# It is better to arrive late in this world than early in the next



## seitt

Greetings,

Please, how do you say “It is better to arrive late in this world than early in the next.”?

It is a slogan aimed at discouraging motorists from speeding.

I first came across it in the original Hebrew Linguaphone course, by the way.

All the best, and many thanks,

Simon


----------



## origumi

A common phrase is מוטב לאבד רגע בחיים מאשר את החיים ברגע = _it's better losing a moment in life than life in a moment_. I cannot think about such slogan that refers to the next world.


----------



## seitt

Many thanks, still very useful - it seems to have acted as a trigger and helped me remember the original:

מוטב להגיע מאוחר בעולם הזה מאשר מוקדם בעולם הבא.
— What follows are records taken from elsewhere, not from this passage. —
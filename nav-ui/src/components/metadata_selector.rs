//! Labelled dropdown over a metadata list.

use dioxus::prelude::*;

/// One `<option>`: submitted value and visible label.
#[derive(Clone, PartialEq)]
pub struct SelectOption {
    pub value: String,
    pub label: String,
}

impl SelectOption {
    pub fn new(value: impl Into<String>, label: impl Into<String>) -> Self {
        Self {
            value: value.into(),
            label: label.into(),
        }
    }
}

#[derive(Props, Clone, PartialEq)]
pub struct MetadataSelectorProps {
    pub id: String,
    pub label: String,
    pub options: Vec<SelectOption>,
    pub selected: String,
    /// Shown instead of the dropdown while the list is empty
    #[props(default = "Loading...".to_string())]
    pub placeholder: String,
    pub onchange: EventHandler<String>,
}

/// Dropdown selector; reports the chosen value through `onchange`.
#[component]
pub fn MetadataSelector(props: MetadataSelectorProps) -> Element {
    let onchange = props.onchange;
    let on_change = move |evt: Event<FormData>| {
        onchange.call(evt.value());
    };

    rsx! {
        div {
            style: "margin: 4px 0;",
            label {
                r#for: "{props.id}",
                style: "font-weight: bold; margin-right: 8px;",
                "{props.label}: "
            }
            if props.options.is_empty() {
                span { style: "color: #666;", "{props.placeholder}" }
            } else {
                select {
                    id: "{props.id}",
                    onchange: on_change,
                    for option in props.options.iter() {
                        option {
                            value: "{option.value}",
                            selected: option.value == props.selected,
                            "{option.label}"
                        }
                    }
                }
            }
        }
    }
}
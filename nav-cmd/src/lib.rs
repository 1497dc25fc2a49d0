//! Command implementations for the navigator CLI.
//!
//! Provides subcommands for listing the metadata the map layers select from,
//! and for running a layer's selection cascade headlessly.

use clap::Subcommand;
use nav_core::config::ClientConfig;
use std::path::Path;

pub mod layer;
pub mod metadata;

#[derive(Subcommand)]
pub enum Command {
    /// List datasets offered for a layer type
    Datasets {
        /// Layer type (ocean, met, ice)
        #[arg(short = 't', long, default_value = "ocean")]
        layer_type: String,
    },

    /// List variables of a dataset
    Variables {
        #[arg(short = 't', long, default_value = "ocean")]
        layer_type: String,

        #[arg(short, long)]
        dataset: String,
    },

    /// List depths of a dataset variable
    Depths {
        #[arg(short, long)]
        dataset: String,

        #[arg(short, long)]
        variable: String,
    },

    /// List colourmaps
    Colourmaps,

    /// List timestamps of a dataset, formatted at the dataset's quantum
    Timestamps {
        #[arg(short = 't', long, default_value = "ocean")]
        layer_type: String,

        #[arg(short, long)]
        dataset: String,
    },

    /// Run the selection cascade for one layer and print the resulting
    /// selection, registries and tile URL as JSON
    Layer {
        #[arg(short = 't', long, default_value = "ocean")]
        layer_type: String,

        /// Switch to this dataset after the initial selection settles
        #[arg(short, long)]
        dataset: Option<String>,

        /// Switch to this variable once the dataset is selected
        #[arg(short, long)]
        variable: Option<String>,

        /// Select this depth last
        #[arg(long)]
        depth: Option<u32>,

        /// Time to render, RFC 3339; defaults to the dataset's latest
        #[arg(long)]
        time: Option<String>,

        /// Fetch the data range over the map extent and use it as the scale
        #[arg(long)]
        auto_scale: bool,
    },
}

/// Read a JSON client config, falling back to defaults when no path is given.
pub fn load_config(path: Option<&Path>) -> anyhow::Result<ClientConfig> {
    match path {
        Some(path) => {
            let text = std::fs::read_to_string(path)?;
            serde_json::from_str(&text)
                .map_err(|e| anyhow::anyhow!("Failed to parse config {}: {}", path.display(), e))
        }
        None => Ok(ClientConfig::default()),
    }
}

pub async fn run(config: ClientConfig, command: Command) -> anyhow::Result<()> {
    match command {
        Command::Datasets { layer_type } => metadata::list_datasets(&config, &layer_type).await,
        Command::Variables {
            layer_type,
            dataset,
        } => metadata::list_variables(&config, &layer_type, &dataset).await,
        Command::Depths { dataset, variable } => {
            metadata::list_depths(&config, &dataset, &variable).await
        }
        Command::Colourmaps => metadata::list_colourmaps(&config).await,
        Command::Timestamps {
            layer_type,
            dataset,
        } => metadata::list_timestamps(&config, &layer_type, &dataset).await,
        Command::Layer {
            layer_type,
            dataset,
            variable,
            depth,
            time,
            auto_scale,
        } => {
            let options = layer::LayerOptions {
                layer_type,
                dataset,
                variable,
                depth,
                time,
                auto_scale,
            };
            layer::run_layer(&config, options).await
        }
    }
}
Please could you check what I've just written for errors?


----------



## origumi

seitt said:


> Please could you check what I've just written for errors?


----------



## seitt

Many thanks, excellent.


----------



## Egmont

seitt said:


> Many thanks, still very useful - it seems to have acted as a trigger and helped me remember the original:
> 
> מוטב להגיע מאוחר בעולם הזה מאשר מוקדם בעולם הבא.
> 
> Please could you check what I've just written for errors?


Shouldn't it be "...*ל*עולם הבא?"


----------



## origumi

Egmont said:


> Shouldn't it be "...*ל*עולם הבא?"


לעולם הבא = to the next world. The slogan is a pun made nifty thanks to the double meaning of "next" and of "in"/"to".


----------



## seitt

Hi again,

Could you please explain a bit more precisely what you mean by "The slogan is a pun made nifty thanks to the double meaning of "next" and of "in"/"to"."?


----------



## origumi

It's nothing in the Hebrew. "next" world is like "next bus station" but also "death". The slogan says "in" the next (world), but we should understand that speeding may take us "to" the next (world). Like the better known alternative I wrote above (losing a moment in life / life in a moment), where changing the word order twists the meaning by twisting the grammatical construct ("moment" becomes adverbial instead of noun).


----------



## seitt

Many thanks, all clear now.


----------